Which date each report uses (transaction_date vs created_at)

Explains which date each report and listing in contable.io uses, and why the accounting date never matches the record creation date.

Updated: April 5, 2026

Every accounting transaction in contable.io has two distinct dates, and knowing which one is used where prevents confusion when reconciling reports.

The two dates

FieldMeaning
transaction_dateThe accounting date of the economic event. It’s what the user enters on the invoice, receipt or voucher. It decides which fiscal period the transaction lands in.
created_atThe system date the record was written to the database. Automatic, immutable, used for audit.

Example: a purchase invoice dated 2026-03-15 entered in the system on 2026-04-02 has transaction_date = 2026-03-15 and created_at = 2026-04-02.

Why it matters

If a report uses the wrong date, it can:

  • Exclude transactions that belong to the period (entered late).
  • Include transactions from previous periods (entered today with an old accounting date).
  • Show different balances depending on when you ran the report over the same data.

Project rule (in force since 2026-03-29)

ALL financial reports and listings use transaction_date, NEVER created_at.

This includes:

  • Trial balance.
  • Financial statements (Balance Sheet, P&L).
  • General and daily ledger.
  • Auxiliary ledgers.
  • Aging report.
  • Invoice, receipt and voucher listings.
  • Tax reports (VAT and withholding returns).

created_at is only used for:

  • Audit (who recorded what when).
  • Activity logs (change timeline).
  • Operational reports (team productivity, e.g. “invoices recorded today”).

Concrete example

Actiontransaction_datecreated_at
Sales invoice to Customer A2026-03-312026-04-02
Sales invoice to Customer B2026-04-012026-04-01

Generating the March 2026 P&L:

  • Correct (transaction_date): includes Customer A, excludes Customer B.
  • Incorrect (created_at): excludes Customer A (created in April), includes Customer B.

Why this was a change

Before 2026-03-29 some listings used created_at for technical simplicity.

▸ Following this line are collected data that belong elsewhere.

use crate::message::{Message, Reason};
use rand::Rng;
use serde::{Deserialize, Serialize};
use std::collections::{HashMap, HashSet};
use std::fmt;
use std::str::FromStr;

/// Chance that weak mode lets an unauthenticated message through anyway.
/// This is a modeled vulnerability of the weak posture, not a tunable.
const WEAK_ACCEPT_WITHOUT_AUTH_PROB: f64 = 0.5;

/// Security posture of the controller. Fixed for the lifetime of a run.
#[derive(Debug, Clone, Copy, PartialEq, Eq, Serialize, Deserialize)]
#[serde(rename_all = "lowercase")]
pub enum Mode {
    Weak,
    Secure,
}

impl FromStr for Mode {
    type Err = anyhow::Error;

    fn from_str(s: &str) -> Result<Self, Self::Err> {
        match s {
            "weak" => Ok(Mode::Weak),
            "secure" => Ok(Mode::Secure),
            other => anyhow::bail!("mode must be 'weak' or 'secure', got '{}'", other),
        }
    }
}

impl fmt::Display for Mode {
    fn fmt(&self, f: &mut fmt::Formatter<'_>) -> fmt::Result {
        match self {
            Mode::Weak => write!(f, "weak"),
            Mode::Secure => write!(f, "secure"),
        }
    }
}

/// Role -> allowed actions table, read-only once the run starts.
#[derive(Debug, Clone)]
pub struct RbacPolicy {
    allowed: HashMap<String, HashSet<String>>,
}

impl Default for RbacPolicy {
    fn default() -> Self {
        let mut policy = Self {
            allowed: HashMap::new(),
        };
        policy.allow("sensor", "send_status");
        policy.allow("robot", "move");
        policy.allow("robot", "shutdown");
        policy.allow("robot", "send_status");
        policy.allow("viewer", "read_status");
        policy
    }
}

impl RbacPolicy {
    pub fn empty() -> Self {
        Self {
            allowed: HashMap::new(),
        }
    }

    pub fn allow(&mut self, role: impl Into<String>, action: impl Into<String>) {
        self.allowed
            .entry(role.into())
            .or_default()
            .insert(action.into());
    }

    /// Unknown roles have no allowed actions.
    pub fn permits(&self, role: &str, action: &str) -> bool {
        self.allowed
            .get(role)
            .is_some_and(|actions| actions.contains(action))
    }
}

#[derive(Debug, Clone)]
pub struct RegisteredDevice {
    pub device_id: String,
    pub role: String,
    pub api_key: Option<String>,
}

/// What the controller decided for a single delivered message. The overhead
/// is handed back so the network simulator can fold it into latency.
#[derive(Debug, Clone, PartialEq)]
pub struct Decision {
    pub accepted: bool,
    pub authorised: bool,
    pub reason: Reason,
    pub security_overhead_ms: f64,
}

/// Central hub: authenticates devices, enforces RBAC in secure mode and
/// decides whether to act on each requested action.
#[derive(Debug)]
pub struct Controller {
    mode: Mode,
    registry: HashMap<String, RegisteredDevice>,
    rbac: RbacPolicy,
    security_overhead_ms: f64,
}

impl Controller {
    pub fn new(mode: Mode, security_overhead_ms: f64) -> Self {
        Self {
            mode,
            registry: HashMap::new(),
            rbac: RbacPolicy::default(),
            security_overhead_ms,
        }
    }

    pub fn with_policy(mut self, rbac: RbacPolicy) -> Self {
        self.rbac = rbac;
        self
    }

    pub fn mode(&self) -> Mode {
        self.mode
    }

    /// Register a legitimate device with an optional API key. Re-registering
    /// an id overwrites the previous entry, last write wins.
    pub fn register_device(&mut self, device_id: &str, role: &str, api_key: Option<&str>) {
        self.registry.insert(
            device_id.to_string(),
            RegisteredDevice {
                device_id: device_id.to_string(),
                role: role.to_string(),
                api_key: api_key.map(str::to_string),
            },
        );
    }

    /// Weak authentication: only checks that the device id is known.
    /// API keys are never inspected.
    fn authenticate_weak(&self, message: &Message) -> Result<Reason, Reason> {
        if self.registry.contains_key(&message.device_id) {
            Ok(Reason::AuthOkWeak)
        } else {
            Err(Reason::UnknownDevice)
        }
    }

    /// Secure authentication: device id plus matching per-device API key.
    fn authenticate_secure(&self, message: &Message) -> Result<Reason, Reason> {
        let registered = self
            .registry
            .get(&message.device_id)
            .ok_or(Reason::UnknownDevice)?;

        // An empty key or empty credentials count as absent.
        let api_key = match (&registered.api_key, &message.credentials) {
            (Some(key), Some(creds)) if !key.is_empty() && !creds.is_empty() => key,
            _ => return Err(Reason::MissingApiKey),
        };

        if message.credentials.as_deref() != Some(api_key.as_str()) {
            return Err(Reason::InvalidApiKey);
        }

        Ok(Reason::AuthOkSecure)
    }

    /// Apply authentication and authorisation rules for the configured mode.
    ///
    /// Rejections are modeled outcomes, never errors. The only randomness is
    /// the weak-mode accept-without-auth draw.
    pub fn process_message(&self, message: &Message, rng: &mut impl Rng) -> Decision {
        // Security processing cost only accrues in secure mode.
        let overhead_ms = match self.mode {
            Mode::Secure => self.security_overhead_ms,
            Mode::Weak => 0.0,
        };

        let auth = match self.mode {
            Mode::Weak => self.authenticate_weak(message),
            Mode::Secure => self.authenticate_secure(message),
        };

        // The auth_ok_* reason is only visible to intermediate tooling; a
        // fully accepted message reports the mode's accept tag instead.
        if let Err(fail_reason) = auth {
            // Weak mode sometimes tolerates unauthenticated traffic.
            // Secure mode never does.
            if self.mode == Mode::Weak
                && rng.gen_range(0.0..1.0) < WEAK_ACCEPT_WITHOUT_AUTH_PROB
            {
                return Decision {
                    accepted: true,
                    authorised: false,
                    reason: Reason::AcceptedWithoutAuth(Box::new(fail_reason)),
                    security_overhead_ms: overhead_ms,
                };
            }
            return Decision {
                accepted: false,
                authorised: false,
                reason: fail_reason,
                security_overhead_ms: overhead_ms,
            };
        }

        // RBAC only bites in secure mode. It checks the role the message
        // claims, not the registered role, which a registered device can
        // exploit by claiming a broader role.
        if self.mode == Mode::Secure {
            if self.rbac.permits(&message.role, &message.action) {
                Decision {
                    accepted: true,
                    authorised: true,
                    reason: Reason::SecureAccept,
                    security_overhead_ms: overhead_ms,
                }
            } else {
                Decision {
                    accepted: false,
                    authorised: false,
                    reason: Reason::ForbiddenAction,
                    security_overhead_ms: overhead_ms,
                }
            }
        } else {
            // Weak mode: once authenticated, everything goes through.
            Decision {
                accepted: true,
                authorised: true,
                reason: Reason::WeakAcceptNoRbac,
                security_overhead_ms: overhead_ms,
            }
        }
    }
}

#[cfg(test)]
mod tests {
    use super::*;
    use rand::rngs::StdRng;
    use rand::SeedableRng;
    use std::collections::HashMap;

    fn message(device_id: &str, role: &str, action: &str, credentials: Option<&str>) -> Message {
        Message::new(
            device_id,
            role,
            action,
            HashMap::new(),
            credentials.map(str::to_string),
        )
    }

    fn rng() -> StdRng {
        StdRng::seed_from_u64(7)
    }

    #[test]
    fn mode_parses_known_values_only() {
        assert_eq!("weak".parse::<Mode>().unwrap(), Mode::Weak);
        assert_eq!("secure".parse::<Mode>().unwrap(), Mode::Secure);
        assert!("paranoid".parse::<Mode>().is_err());
        assert!("Weak".parse::<Mode>().is_err());
    }

    #[test]
    fn default_rbac_table() {
        let policy = RbacPolicy::default();
        assert!(policy.permits("sensor", "send_status"));
        assert!(!policy.permits("sensor", "shutdown"));
        assert!(policy.permits("robot", "move"));
        assert!(policy.permits("robot", "shutdown"));
        assert!(policy.permits("robot", "send_status"));
        assert!(policy.permits("viewer", "read_status"));
        assert!(!policy.permits("viewer", "move"));
        assert!(!policy.permits("intern", "read_status"));
    }

    #[test]
    fn secure_accepts_valid_key_and_action() {
        let mut controller = Controller::new(Mode::Secure, 5.0);
        controller.register_device("device_1", "sensor", Some("key-device_1"));

        let msg = message("device_1", "sensor", "send_status", Some("key-device_1"));
        let decision = controller.process_message(&msg, &mut rng());

        assert!(decision.accepted);
        assert!(decision.authorised);
        assert_eq!(decision.reason, Reason::SecureAccept);
        assert_eq!(decision.security_overhead_ms, 5.0);
    }

    #[test]
    fn secure_rejects_wrong_key() {
        let mut controller = Controller::new(Mode::Secure, 5.0);
        controller.register_device("device_1", "sensor", Some("key-device_1"));

        let msg = message("device_1", "sensor", "send_status", Some("bad-key"));
        let decision = controller.process_message(&msg, &mut rng());

        assert!(!decision.accepted);
        assert!(!decision.authorised);
        assert_eq!(decision.reason, Reason::InvalidApiKey);
    }

    #[test]
    fn secure_rejects_unknown_device() {
        let controller = Controller::new(Mode::Secure, 5.0);
        let msg = message("ghost", "robot", "move", Some("whatever"));
        let decision = controller.process_message(&msg, &mut rng());
        assert_eq!(decision.reason, Reason::UnknownDevice);
        assert!(!decision.accepted);
    }

    #[test]
    fn secure_rejects_missing_credentials() {
        let mut controller = Controller::new(Mode::Secure, 5.0);
        controller.register_device("device_1", "sensor", Some("key-device_1"));

        let msg = message("device_1", "sensor", "send_status", None);
        let decision = controller.process_message(&msg, &mut rng());
        assert_eq!(decision.reason, Reason::MissingApiKey);
    }

    #[test]
    fn secure_rejects_device_registered_without_key() {
        let mut controller = Controller::new(Mode::Secure, 5.0);
        controller.register_device("device_1", "sensor", None);

        let msg = message("device_1", "sensor", "send_status", Some("anything"));
        let decision = controller.process_message(&msg, &mut rng());
        assert_eq!(decision.reason, Reason::MissingApiKey);
    }

    #[test]
    fn secure_treats_empty_credentials_as_missing() {
        let mut controller = Controller::new(Mode::Secure, 5.0);
        controller.register_device("device_1", "sensor", Some("key-device_1"));

        let msg = message("device_1", "sensor", "send_status", Some(""));
        let decision = controller.process_message(&msg, &mut rng());
        assert_eq!(decision.reason, Reason::MissingApiKey);
    }

    #[test]
    fn secure_rbac_blocks_forbidden_action() {
        let mut controller = Controller::new(Mode::Secure, 5.0);
        controller.register_device("device_1", "sensor", Some("key-device_1"));

        let msg = message("device_1", "sensor", "shutdown", Some("key-device_1"));
        let decision = controller.process_message(&msg, &mut rng());

        assert!(!decision.accepted);
        assert!(!decision.authorised);
        assert_eq!(decision.reason, Reason::ForbiddenAction);
    }

    #[test]
    fn secure_rbac_trusts_the_claimed_role() {
        // Modeled weakness: the registry says sensor, the message claims
        // robot, and RBAC goes with the claim.
        let mut controller = Controller::new(Mode::Secure, 5.0);
        controller.register_device("device_1", "sensor", Some("key-device_1"));

        let msg = message("device_1", "robot", "shutdown", Some("key-device_1"));
        let decision = controller.process_message(&msg, &mut rng());

        assert!(decision.accepted);
        assert_eq!(decision.reason, Reason::SecureAccept);
    }

    #[test]
    fn weak_skips_rbac_and_credentials() {
        let mut controller = Controller::new(Mode::Weak, 5.0);
        controller.register_device("device_1", "sensor", None);

        // A sensor asking for shutdown with no credentials at all.
        let msg = message("device_1", "sensor", "shutdown", None);
        let decision = controller.process_message(&msg, &mut rng());

        assert!(decision.accepted);
        assert!(decision.authorised);
        assert_eq!(decision.reason, Reason::WeakAcceptNoRbac);
        assert_eq!(decision.security_overhead_ms, 0.0);
    }

    #[test]
    fn weak_sometimes_accepts_unknown_devices() {
        let controller = Controller::new(Mode::Weak, 5.0);
        let msg = message("rogue_1", "robot", "shutdown", None);

        let mut rng = StdRng::seed_from_u64(99);
        let mut accepted = 0;
        let trials = 2000;
        for _ in 0..trials {
            let decision = controller.process_message(&msg, &mut rng);
            assert!(!decision.authorised);
            if decision.accepted {
                accepted += 1;
                assert_eq!(
                    decision.reason,
                    Reason::AcceptedWithoutAuth(Box::new(Reason::UnknownDevice))
                );
            } else {
                assert_eq!(decision.reason, Reason::UnknownDevice);
            }
        }

        // Should sit near 50%, with generous slack for the binomial spread.
        let rate = accepted as f64 / trials as f64;
        assert!(rate > 0.42 && rate < 0.58, "acceptance rate {}", rate);
    }

    #[test]
    fn weak_fallback_is_reproducible_under_a_fixed_seed() {
        let controller = Controller::new(Mode::Weak, 5.0);
        let msg = message("rogue_1", "robot", "shutdown", None);

        let run = || {
            let mut rng = StdRng::seed_from_u64(1234);
            (0..50)
                .map(|_| controller.process_message(&msg, &mut rng).accepted)
                .collect::<Vec<_>>()
        };

        assert_eq!(run(), run());
    }

    #[test]
    fn secure_never_applies_the_accept_anyway_fallback() {
        let controller = Controller::new(Mode::Secure, 5.0);
        let msg = message("ghost", "robot", "shutdown", Some("spoof"));

        let mut rng = StdRng::seed_from_u64(3);
        for _ in 0..500 {
            let decision = controller.process_message(&msg, &mut rng);
            assert!(!decision.accepted);
            assert_eq!(decision.reason, Reason::UnknownDevice);
        }
    }

    #[test]
    fn register_device_last_write_wins() {
        let mut controller = Controller::new(Mode::Secure, 5.0);
        controller.register_device("device_1", "sensor", Some("old-key"));
        controller.register_device("device_1", "robot", Some("new-key"));

        let stale = message("device_1", "robot", "move", Some("old-key"));
        assert_eq!(
            controller.process_message(&stale, &mut rng()).reason,
            Reason::InvalidApiKey
        );

        let fresh = message("device_1", "robot", "move", Some("new-key"));
        assert_eq!(
            controller.process_message(&fresh, &mut rng()).reason,
            Reason::SecureAccept
        );
    }
}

This caused month-close issues:

  • If you entered an invoice on the 2nd belonging to the previous month, it didn’t appear in the right P&L.
  • Balances changed if you refreshed the report after entering a late invoice.

The standardization forces ALL queries to filter by transaction_date, guaranteeing that closing a period doesn’t change retroactively, even if you’re late entering transactions.

User implications

  • Always capture the real date of the transaction when creating invoices and vouchers — that’s what counts for your reports and DIAN returns.
  • If you record transactions from previous months, make sure the period isn’t closed (closed periods reject new entries).
  • The creation date stays as audit history, not fiscal data.

Operational productivity reports

If you need a report of “how many invoices were recorded in the system this week” (regardless of their accounting date), use Settings → Operational reports → User activity. Those do use created_at because the question is operational, not accounting.